A avaliação da profilaxia pós-exposição vai depender do
tipo de lesão e da espécie de animal que causou o ferimento.
Animais que transmitem o vírus rábico:
Cachorros
Gatos
Bois
Cavalos
Jumentos
Bodes
Carneiros
Porcos
Animais silvestres (como saguis)
Morcegos
Dentre as principais orientações, estão a vacinação de
cães e gatos e o cuidado para não se aproximar de mamíferos desconhecidos.
Os principais sintomas da infecção em humanos são:
dificuldade de engolir, desconforto na visão em relação à claridade
(fotofobia), tremores involuntários e salivação excessiva.

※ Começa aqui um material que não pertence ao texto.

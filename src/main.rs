use clap::{Parser, Subcommand};
use profile_page::load::Secrets;
use profile_page::{config, generate, output};
use std::path::PathBuf;
use std::process::ExitCode;

fn version_string() -> &'static str {
    let on_tag = env!("ON_RELEASE_TAG");
    if on_tag == "true" {
        env!("CARGO_PKG_VERSION")
    } else {
        let hash = env!("GIT_HASH");
        if hash.is_empty() {
            "dev@unknown"
        } else {
            // Leaked once at startup, called exactly once
            Box::leak(format!("dev@{hash}").into_boxed_str())
        }
    }
}

#[derive(Parser)]
#[command(name = "profile-page")]
#[command(about = "Static site generator for a single profile page")]
#[command(long_about = "\
Static site generator for a single profile page

Reads a JSON profile and an HTML template, writes one page plus its
stylesheet. Contact email and phone are never read from the data file:
set PII_EMAIL and PII_PHONE in the environment.

Source structure:

  profile/
  ├── config.toml          # Optional, see 'profile-page gen-config'
  ├── data.json            # Name, contact.location, sections → blocks → rows
  ├── template.html        # Must contain {{name}} and {{content}}
  ├── style.css            # Copied to the output directory
  └── assets/              # Optional, copied to the output root

Row types:
  text     Formatted text, or raw HTML if the value contains '<'
  plain    Always formatted: *bold*, _italic_, newlines → <br>
  html     Emitted verbatim
  table    Array of arrays of cells, each cell formatted")]
#[command(version = version_string())]
struct Cli {
    /// Source directory
    #[arg(long, default_value = ".", global = true)]
    source: PathBuf,

    /// Output directory
    #[arg(long, default_value = "dist", global = true)]
    output: PathBuf,

    #[command(subcommand)]
    command: Command,
}

#[derive(Subcommand)]
enum Command {
    /// Render the profile page into the output directory
    Build,
    /// Load and render without writing anything
    Check,
    /// Print a stock config.toml with all options documented
    GenConfig,
    /// Print a minimal template with both markers and the reveal script
    GenTemplate,
}

fn main() -> ExitCode {
    env_logger::init();
    let cli = Cli::parse();

    match run(cli) {
        Ok(()) => ExitCode::SUCCESS,
        Err(e) => {
            eprintln!("error: {e}");
            ExitCode::FAILURE
        }
    }
}

fn run(cli: Cli) -> Result<(), Box<dyn std::error::Error>> {
    match cli.command {
        Command::Build => {
            let secrets = Secrets::from_env()?;
            println!("==> Building {}", cli.source.display());
            let report = generate::build(&cli.source, &cli.output, secrets)?;
            output::print_build_output(&report);
            println!("==> Build complete: {}", cli.output.display());
        }
        Command::Check => {
            let secrets = Secrets::from_env()?;
            println!("==> Checking {}", cli.source.display());
            let site = generate::prepare(&cli.source, secrets)?;
            output::print_check_output(&site.sections, &site.page.missing_markers);
            println!("==> Profile is valid");
        }
        Command::GenConfig => {
            print!("{}", config::stock_config_toml());
        }
        Command::GenTemplate => {
            println!("{}", generate::stock_template());
        }
    }

    Ok(())
}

O tratamento da profilaxia pós-exposição acontece com
vacinação e soro antirrábico. O tempo de incubação do vírus tem uma média de 45
dias. Sem esse tratamento, o resultado geralmente é a morte, conforme alerta o
coordenador do estudo, Ricardo Durães-Carvalho, à Agência FAPESP.
Cenário no Ceará
Desde 1991, foram 15 mortes por raiva humana registradas
no Ceará. O primeiro caso havia sido a primeira morte associada ao contato com
um sagui.
De 2007 a 2016, houve cinco óbitos por raiva humana no
Estado:
Camocim: contato com sagui em 2008
Chaval: contato com cão em 2010
Ipu: contato com sagui em 2010
Jati: contato com sagui em 2012
Iracema: contato com morcego em 2016
Com a vacinação dos animais domésticos, a principal fonte
de raiva humana tem sido os animais silvestres. Com a expansão das cidades e da
agropecuária, o espaço destes animais é reduzido.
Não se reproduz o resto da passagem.